• **Exercise brief**
What you return must be every line below that includes the word "ExecutionStats".

Stored items
Start of Block

use std::fmt;

use crate::{execution::VmError, opcodes::Opcode};

/// Per-opcode execution counters.
#[derive(Debug, Clone)]
pub struct ExecutionStats {
    counts: [u64; 256],
    steps: u64,
    errors: u64,
}

impl Default for ExecutionStats {
    fn default() -> Self {
        Self {
            counts: [0; 256],
            steps: 0,
            errors: 0,
        }
    }
}

impl ExecutionStats {
    pub(crate) fn record(&mut self, opcode: Opcode, error: Option<VmError>) {
        self.counts[u8::from(opcode) as usize] += 1;
        self.steps += 1;
        if error.is_some() {
            self.errors += 1;
        }
    }

    pub fn count(&self, opcode: Opcode) -> u64 {
        self.counts[u8::from(opcode) as usize]
    }

    pub const fn total_steps(&self) -> u64 {
        self.steps
    }

    pub const fn failed_steps(&self) -> u64 {
        self.errors
    }

    /// Executed opcodes, most frequent first.
    pub fn most_frequent(&self) -> Vec<(Opcode, u64)> {
        let mut executed = (0..=255u8)
            .filter_map(|byte| {
                let opcode = Opcode::try_from(byte).ok()?;
                let count = self.count(opcode);
                (count > 0).then_some((opcode, count))
            })
            .collect::<Vec<_>>();
        executed.sort_by(|a, b| b.1.cmp(&a.1).then(u8::from(a.0).cmp(&u8::from(b.0))));
        executed
    }

    pub fn reset(&mut self) {
        *self = Self::default();
    }
}

impl fmt::Display for ExecutionStats {
    fn fmt(&self, f: &mut fmt::Formatter<'_>) -> fmt::Result {
        writeln!(f, "steps: {}, failed: {}", self.steps, self.errors)?;
        for (opcode, count) in self.most_frequent() {
            writeln!(f, "  {:<14} {count}", opcode.name())?;
        }
        Ok(())
    }
}

#[cfg(test)]
mod tests {
    use super::*;

    #[test]
    fn test_counts_and_ordering() {
        let mut stats = ExecutionStats::default();
        stats.record(Opcode::Push1, None);
        stats.record(Opcode::Push1, None);
        stats.record(Opcode::Add, None);
        stats.record(Opcode::Jump, Some(VmError::InvalidJump));

        assert_eq!(stats.total_steps(), 4);
        assert_eq!(stats.failed_steps(), 1);
        assert_eq!(stats.count(Opcode::Push1), 2);
        assert_eq!(
            stats.most_frequent(),
            vec![(Opcode::Push1, 2), (Opcode::Add, 1), (Opcode::Jump, 1)]
        );
        assert!(stats.to_string().contains("PUSH1"));

        stats.reset();
        assert_eq!(stats.total_steps(), 0);
    }
}
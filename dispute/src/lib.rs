//! BerryVM dispute client.
//!
//! Plays the bisection game against an external verifier over a committed
//! trace: both parties descend their Merkle trees round by round until they
//! disagree on a single step, which is then settled with a single-step
//! proof.

mod client;
mod config;
mod error;
mod verifier;

pub use client::{BisectionClient, DisputeSession, Outcome, Role};
pub use config::DisputeConfig;
pub use error::DisputeError;
pub use verifier::{DisputeRound, PathPair, Verifier, VerifierError, VerifierEvent};
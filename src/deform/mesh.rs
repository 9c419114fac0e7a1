use crate::deform::S;
use crate::error::{DeformError, Result};
use crate::LoadedMesh;
use nalgebra::Vector3;

/// Rest positions and triangle topology, validated once and immutable for
/// the lifetime of the simulation.
#[derive(Clone)]
pub struct DeformMesh {
  rest_positions: Vec<Vector3<S>>,
  triangles: Vec<[u16; 3]>,
}

impl DeformMesh {
  pub fn new((rest_positions, triangles): LoadedMesh) -> Result<Self> {
    if rest_positions.is_empty() {
      return Err(DeformError::InvalidTopology(
        "mesh has no vertices".to_owned(),
      ));
    }

    if triangles.is_empty() {
      return Err(DeformError::InvalidTopology(
        "mesh has no triangles".to_owned(),
      ));
    }

    for (triangle_idx, triangle) in triangles.iter().enumerate() {
      for vertex_idx in triangle {
        if *vertex_idx as usize >= rest_positions.len() {
          return Err(DeformError::InvalidTopology(format!(
            "triangle {} references vertex {} but the mesh has {} vertices",
            triangle_idx,
            vertex_idx,
            rest_positions.len()
          )));
        }
      }
    }

    Ok(Self {
      rest_positions,
      triangles,
    })
  }

  pub fn num_vertices(&self) -> usize {
    self.rest_positions.len()
  }

  pub fn rest_positions(&self) -> &[Vector3<S>] {
    &self.rest_positions
  }

  pub fn triangles(&self) -> &[[u16; 3]] {
    &self.triangles
  }
}

#[cfg(test)]
mod tests {
  use super::*;
  use crate::DeformError;

  fn unit_triangle() -> Vec<Vector3<S>> {
    vec![
      Vector3::new(0.0, 0.0, 0.0),
      Vector3::new(1.0, 0.0, 0.0),
      Vector3::new(0.0, 1.0, 0.0),
    ]
  }

  #[test]
  fn accepts_valid_topology() {
    let mesh = DeformMesh::new((unit_triangle(), vec![[0, 1, 2]])).unwrap();

    assert_eq!(mesh.num_vertices(), 3);
    assert_eq!(mesh.triangles(), &[[0, 1, 2]]);
  }

  #[test]
  fn rejects_empty_vertices() {
    let result = DeformMesh::new((Vec::new(), vec![[0, 1, 2]]));

    assert!(matches!(result, Err(DeformError::InvalidTopology(_))));
  }

  #[test]
  fn rejects_empty_triangles() {
    let result = DeformMesh::new((unit_triangle(), Vec::new()));

    assert!(matches!(result, Err(DeformError::InvalidTopology(_))));
  }

  #[test]
  fn rejects_out_of_range_index() {
    let result = DeformMesh::new((unit_triangle(), vec![[0, 1, 3]]));

    assert!(matches!(result, Err(DeformError::InvalidTopology(_))));
  }
}
pub mod deform;
pub mod display;
pub mod error;
pub mod generators;
pub mod mesh;
pub mod pick;
pub mod scene;
pub mod utils;

pub use deform::{
  DeformMesh, DeformParams, DeformScene, DeformSceneGenerator, DeformState,
  Impulse, SimulationParams, Simulator, StepParams,
};
pub use display::display_scene;
pub use error::{DeformError, Result};
pub use mesh::{load_mesh, load_mesh_with_transform, LoadedMesh};
pub use pick::{pick_mesh, PickHit, Ray};
pub use scene::{CameraInfo, Scene, SceneGenerator};
use criterion::{black_box, criterion_group, criterion_main, Criterion};
use jellymesh::generators::uv_sphere;
use jellymesh::{DeformMesh, DeformParams, Impulse, Simulator};
use nalgebra::Vector3;

fn sphere_simulator(stacks: usize, slices: usize) -> Simulator {
  let mesh = DeformMesh::new(uv_sphere(1.0, stacks, slices))
    .expect("generated sphere must be a valid topology");

  Simulator::new(mesh)
}

fn bench_step(c: &mut Criterion) {
  for (stacks, slices) in [(8, 12), (16, 24), (32, 48), (64, 96)].iter() {
    let mut simulator = sphere_simulator(*stacks, *slices);

    let params = DeformParams {
      spring_force: 20.0,
      damping: 5.0,
      uniform_scale: 1.0,
    };
    let impulse = Impulse {
      point: Vector3::new(0.0, 1.1, 0.0),
      magnitude: 10.0,
    };

    c.bench_function(&format!("step sphere {}x{}", stacks, slices), |b| {
      b.iter(|| {
        simulator
          .step(black_box(0.004), &params, Some(&impulse))
          .unwrap()
      })
    });
  }
}

fn bench_recompute_normals(c: &mut Criterion) {
  for (stacks, slices) in [(8, 12), (16, 24), (32, 48), (64, 96)].iter() {
    let mut simulator = sphere_simulator(*stacks, *slices);

    c.bench_function(
      &format!("recompute normals sphere {}x{}", stacks, slices),
      |b| b.iter(|| simulator.recompute_normals().unwrap()),
    );
  }
}

criterion_group!(benches, bench_step, bench_recompute_normals);
criterion_main!(benches);
use crate::deform::S;
use nalgebra::{Point3, Vector3};

#[derive(Clone, Debug)]
pub struct Ray {
  pub origin: Point3<S>,
  pub dir: Vector3<S>,
}

/// Nearest surface hit, in the same space as the positions given to
/// `pick_mesh`.
#[derive(Clone, Debug)]
pub struct PickHit {
  pub point: Vector3<S>,
  pub normal: Vector3<S>,
  pub toi: S,
}

const EPSILON: S = 1e-7;

// Moller-Trumbore
fn intersect_triangle(
  ray: &Ray,
  a: &Vector3<S>,
  b: &Vector3<S>,
  c: &Vector3<S>,
) -> Option<S> {
  let edge_1 = b - a;
  let edge_2 = c - a;

  let p = ray.dir.cross(&edge_2);
  let det = edge_1.dot(&p);

  if det.abs() < EPSILON {
    return None;
  }

  let inv_det = 1.0 / det;
  let s = ray.origin.coords - a;

  let u = s.dot(&p) * inv_det;
  if u < 0.0 || u > 1.0 {
    return None;
  }

  let q = s.cross(&edge_1);
  let v = ray.dir.dot(&q) * inv_det;
  if v < 0.0 || u + v > 1.0 {
    return None;
  }

  let toi = edge_2.dot(&q) * inv_det;
  if toi > EPSILON {
    Some(toi)
  } else {
    None
  }
}

/// Casts the ray against every triangle and returns the nearest hit with
/// its face normal oriented toward the ray origin.
pub fn pick_mesh(
  ray: &Ray,
  positions: &[Vector3<S>],
  triangles: &[[u16; 3]],
) -> Option<PickHit> {
  let mut best: Option<PickHit> = None;

  for triangle in triangles {
    let a = positions[triangle[0] as usize];
    let b = positions[triangle[1] as usize];
    let c = positions[triangle[2] as usize];

    if let Some(toi) = intersect_triangle(ray, &a, &b, &c) {
      if best.as_ref().map_or(true, |hit| toi < hit.toi) {
        let mut normal = (b - a).cross(&(c - a));
        let len = normal.norm();
        if len > 1e-10 {
          normal /= len;
        }
        if normal.dot(&ray.dir) > 0.0 {
          normal = -normal;
        }

        best = Some(PickHit {
          point: ray.origin.coords + ray.dir * toi,
          normal,
          toi,
        });
      }
    }
  }

  best
}

#[cfg(test)]
mod tests {
  use super::*;
  use crate::assert_float_eq;

  fn z_facing_quad(z: S) -> (Vec<Vector3<S>>, Vec<[u16; 3]>) {
    (
      vec![
        Vector3::new(-1.0, -1.0, z),
        Vector3::new(1.0, -1.0, z),
        Vector3::new(1.0, 1.0, z),
        Vector3::new(-1.0, 1.0, z),
      ],
      vec![[0, 1, 2], [0, 2, 3]],
    )
  }

  #[test]
  fn hits_facing_triangle() {
    let (positions, triangles) = z_facing_quad(0.0);
    let ray = Ray {
      origin: Point3::new(0.2, 0.3, 5.0),
      dir: Vector3::new(0.0, 0.0, -1.0),
    };

    let hit = pick_mesh(&ray, &positions, &triangles).unwrap();

    assert_float_eq!(hit.toi, 5.0);
    assert_float_eq!(hit.point[0], 0.2);
    assert_float_eq!(hit.point[1], 0.3);
    assert_float_eq!(hit.point[2], 0.0);
    // normal faces back toward the ray origin
    assert_float_eq!(hit.normal[2], 1.0);
  }

  #[test]
  fn misses_outside_triangle() {
    let (positions, triangles) = z_facing_quad(0.0);
    let ray = Ray {
      origin: Point3::new(3.0, 3.0, 5.0),
      dir: Vector3::new(0.0, 0.0, -1.0),
    };

    assert!(pick_mesh(&ray, &positions, &triangles).is_none());
  }

  #[test]
  fn misses_behind_origin() {
    let (positions, triangles) = z_facing_quad(0.0);
    let ray = Ray {
      origin: Point3::new(0.0, 0.0, 5.0),
      dir: Vector3::new(0.0, 0.0, 1.0),
    };

    assert!(pick_mesh(&ray, &positions, &triangles).is_none());
  }

  #[test]
  fn picks_nearest_of_stacked_quads() {
    let (mut positions, mut triangles) = z_facing_quad(0.0);
    let (far_positions, far_triangles) = z_facing_quad(-2.0);

    let base = positions.len() as u16;
    positions.extend(far_positions);
    triangles.extend(far_triangles.iter().map(|triangle| {
      [
        triangle[0] + base,
        triangle[1] + base,
        triangle[2] + base,
      ]
    }));

    let ray = Ray {
      origin: Point3::new(0.0, 0.0, 5.0),
      dir: Vector3::new(0.0, 0.0, -1.0),
    };

    let hit = pick_mesh(&ray, &positions, &triangles).unwrap();

    assert_float_eq!(hit.toi, 5.0);
  }
}
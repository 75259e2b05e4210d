//! Errors returned by the telemetry pipeline

use thiserror::Error;

/// Reasons a telemetry event was not delivered.
///
/// None of these are fatal to the command being run. Callers treat any of
/// them as "telemetry not delivered" and carry on.
#[derive(Debug, Error)]
pub enum TelemetryError {
    /// The analytics endpoint could not be parsed as a URL
    #[error("invalid analytics endpoint `{endpoint}`: {reason}")]
    InvalidEndpoint { endpoint: String, reason: String },

    /// The form payload could not be encoded
    #[error("failed to encode telemetry payload: {0}")]
    Encode(#[from] serde_urlencoded::ser::Error),

    /// A request header could not be built
    #[error("invalid telemetry request header: {0}")]
    InvalidHeader(#[from] reqwest::header::InvalidHeaderValue),

    /// DNS, connect, TLS, timeout or body read failure
    #[error("telemetry request failed: {0}")]
    Transport(#[from] reqwest::Error),

    /// The caller cancelled the send before it completed
    #[error("telemetry request was cancelled")]
    Cancelled,
}

impl TelemetryError {
    /// True when the send was aborted through a cancellation token.
    pub fn is_cancelled(&self) -> bool {
        matches!(self, TelemetryError::Cancelled)
    }
}
//! Shared helpers for unit tests

use async_trait::async_trait;
use reqwest::header::HeaderMap;
use reqwest::{Method, Request, StatusCode, Url};
use std::io;
use std::sync::{Arc, Mutex};
use tracing_subscriber::fmt::MakeWriter;

use crate::error::TelemetryError;
use crate::transport::{EventResponse, Transport};

/// What the stub saw of a request
#[derive(Debug, Clone)]
pub struct CapturedRequest {
    pub method: Method,
    pub url: Url,
    pub headers: HeaderMap,
    pub body: String,
}

impl CapturedRequest {
    pub fn form(&self) -> Vec<(String, String)> {
        serde_urlencoded::from_str(&self.body).unwrap()
    }

    pub fn field(&self, key: &str) -> Option<String> {
        self.form()
            .into_iter()
            .find(|(k, _)| k == key)
            .map(|(_, v)| v)
    }
}

/// Transport that records requests and answers with a canned response
#[derive(Debug, Clone)]
pub struct StubTransport {
    requests: Arc<Mutex<Vec<CapturedRequest>>>,
    response: EventResponse,
}

impl StubTransport {
    pub fn with_body(status: u16, body: &str) -> Self {
        Self {
            requests: Arc::default(),
            response: EventResponse {
                status: StatusCode::from_u16(status).unwrap(),
                headers: HeaderMap::new(),
                body: body.as_bytes().to_vec(),
            },
        }
    }

    pub fn calls(&self) -> usize {
        self.requests.lock().unwrap().len()
    }

    pub fn last_request(&self) -> CapturedRequest {
        self.requests.lock().unwrap().last().cloned().unwrap()
    }
}

#[async_trait]
impl Transport for StubTransport {
    async fn execute(&self, request: Request) -> Result<EventResponse, TelemetryError> {
        let body = request
            .body()
            .and_then(|b| b.as_bytes())
            .map(|b| String::from_utf8(b.to_vec()).unwrap())
            .unwrap_or_default();

        self.requests.lock().unwrap().push(CapturedRequest {
            method: request.method().clone(),
            url: request.url().clone(),
            headers: request.headers().clone(),
            body,
        });

        Ok(self.response.clone())
    }
}

/// In-memory sink for `tracing_subscriber::fmt`
#[derive(Debug, Clone, Default)]
pub struct LogBuffer(Arc<Mutex<Vec<u8>>>);

impl LogBuffer {
    pub fn contents(&self) -> String {
        String::from_utf8_lossy(&self.0.lock().unwrap()).into_owned()
    }
}

impl io::Write for LogBuffer {
    fn write(&mut self, buf: &[u8]) -> io::Result<usize> {
        self.0.lock().unwrap().extend_from_slice(buf);
        Ok(buf.len())
    }

    fn flush(&mut self) -> io::Result<()> {
        Ok(())
    }
}

impl<'a> MakeWriter<'a> for LogBuffer {
    type Writer = LogBuffer;

    fn make_writer(&'a self) -> Self::Writer {
        self.clone()
    }
}
use anyhow::Result;
use clap::{Parser, Subcommand};
use std::time::Duration;
use stripe_telemetry::config::{fallback_config, load_telemetry_config};
use stripe_telemetry::{
    CancellationToken, CommandDescriptor, EventContext, InvocationMetadata, SendOutcome,
    SkipReason, TelemetryClient,
};
use tracing_subscriber::EnvFilter;

#[derive(Parser)]
#[command(name = "stripe", version, about = "Stripe CLI")]
struct Cli {
    /// Log telemetry traffic to stderr
    #[arg(long, global = true)]
    verbose: bool,
    /// Mark the invocation as targeting live mode
    #[arg(long, global = true)]
    live: bool,
    /// Account the invocation targets
    #[arg(long, global = true, value_name = "ACCOUNT_ID")]
    merchant: Option<String>,
    #[command(subcommand)]
    cmd: Command,
}

#[derive(Subcommand)]
enum Command {
    /// Inspect and exercise usage telemetry
    Telemetry {
        #[command(subcommand)]
        action: TelemetryAction,
    },
}

#[derive(Subcommand)]
enum TelemetryAction {
    /// Show telemetry configuration and the current event context
    Status {
        /// Output in JSON format
        #[arg(long)]
        json: bool,
    },
    /// Send a single telemetry event
    Send {
        event_name: String,
        event_value: String,
        /// Give up after this many seconds
        #[arg(long, value_name = "SECONDS")]
        timeout: Option<u64>,
    },
}

impl Command {
    fn descriptor(&self) -> CommandDescriptor {
        match self {
            Command::Telemetry { action } => match action {
                TelemetryAction::Status { .. } => CommandDescriptor::new("stripe telemetry status"),
                TelemetryAction::Send { .. } => CommandDescriptor::new("stripe telemetry send"),
            },
        }
    }
}

fn init_tracing(verbose: bool) {
    let default = if verbose {
        "warn,stripe_telemetry=debug"
    } else {
        "warn"
    };
    let filter = EnvFilter::try_from_default_env().unwrap_or_else(|_| EnvFilter::new(default));

    let _ = tracing_subscriber::fmt()
        .with_env_filter(filter)
        .with_writer(std::io::stderr)
        .with_target(false)
        .try_init();
}

#[tokio::main(flavor = "current_thread")]
async fn main() -> Result<()> {
    let cli = Cli::parse();

    // A bad telemetry setting must not fail the command
    let (mut config, config_err) = match load_telemetry_config() {
        Ok(config) => (config, None),
        Err(err) => (fallback_config(), Some(err)),
    };
    config.verbose |= cli.verbose;
    init_tracing(config.verbose);
    if let Some(err) = config_err {
        tracing::warn!("ignoring telemetry configuration: {err:#}");
    }

    let telemetry = TelemetryClient::with_config(config)?;

    let metadata = InvocationMetadata {
        merchant: cli.merchant.clone().unwrap_or_default(),
        live_mode: cli.live,
        ..InvocationMetadata::new(env!("CARGO_PKG_VERSION"))
    };
    let ctx = telemetry.begin_invocation(&cli.cmd.descriptor(), &metadata);

    match cli.cmd {
        Command::Telemetry { action } => match action {
            TelemetryAction::Status { json } => print_status(&telemetry, &ctx, json)?,
            TelemetryAction::Send {
                event_name,
                event_value,
                timeout,
            } => {
                let token = timeout.map(|secs| CancellationToken::with_timeout(Duration::from_secs(secs)));
                let outcome = telemetry
                    .send_event(token.as_ref(), &event_name, &event_value)
                    .await;
                report(&outcome);
            }
        },
    }
    Ok(())
}

fn print_status(telemetry: &TelemetryClient, ctx: &EventContext, json: bool) -> Result<()> {
    let config = telemetry.config();

    if json {
        let status = serde_json::json!({
            "config": config,
            "context": ctx,
        });
        println!("{}", serde_json::to_string_pretty(&status)?);
        return Ok(());
    }

    let state = if config.enabled { "enabled" } else { "disabled" };
    println!("Telemetry: {state}");
    println!("Endpoint: {}", config.endpoint);
    println!("Pre-send delay: {}ms", config.pre_send_delay_ms);
    println!("Verbose: {}", config.verbose);
    println!("Invocation ID: {}", ctx.invocation_id);
    println!("Command: {}", ctx.command_path);
    println!("CLI version: {}", ctx.cli_version);
    println!("OS: {}", ctx.os);
    Ok(())
}

// Telemetry never changes the exit status
fn report(outcome: &SendOutcome) {
    match outcome {
        SendOutcome::Sent(response) => println!("Sent telemetry event ({})", response.status),
        SendOutcome::Skipped(SkipReason::OptedOut) => {
            println!("Telemetry is opted out; event skipped")
        }
        SendOutcome::Skipped(SkipReason::Disabled) => {
            println!("Telemetry is disabled; event skipped")
        }
        SendOutcome::Failed(err) => println!("Telemetry event not delivered: {err}"),
    }
}
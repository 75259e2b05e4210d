//! # Stripe CLI Telemetry
//!
//! Anonymized usage telemetry for the Stripe CLI.
//!
//! ## What We Collect
//!
//! - The command that ran and whether it was generated from the API description
//! - A random invocation ID, fresh for every process run
//! - CLI version and operating system
//! - The account the command targeted and whether it ran in live mode
//! - The ID of the API request the command made, if any
//!
//! ## Flow
//!
//! 1. The command framework binds the dispatched command to the [`EventContext`]
//!    and assigns an invocation ID.
//! 2. [`EventSender::send_event`] posts the context plus an event name/value as
//!    a form to the analytics endpoint, at most once, with no retry.
//! 3. The caller receives a [`SendOutcome`]: sent, skipped (opted out) or failed.
//!
//! ## Opt-Out
//!
//! ```bash
//! # Via environment variable
//! export STRIPE_CLI_TELEMETRY_OPTOUT=1
//!
//! # Via config file (~/.config/stripe/config.toml)
//! [telemetry]
//! enabled = false
//! ```

pub mod cancel;
pub mod client;
pub mod command;
pub mod config;
pub mod context;
pub mod error;
pub mod invocation;
pub mod sender;
pub mod transport;

#[cfg(test)]
mod test_support;

pub use cancel::CancellationToken;
pub use client::{InvocationMetadata, TelemetryClient};
pub use command::{CommandDescriptor, CommandKind};
pub use config::TelemetryConfig;
pub use context::EventContext;
pub use error::TelemetryError;
pub use sender::{EventSender, SendOutcome, SkipReason};
pub use transport::{EventResponse, HttpTransport, InstrumentedTransport, Transport};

End of Block

• **Answer to this exercise**
pub struct ExecutionStats {
impl Default for ExecutionStats {
impl ExecutionStats {
impl fmt::Display for ExecutionStats {
        let mut stats = ExecutionStats::default();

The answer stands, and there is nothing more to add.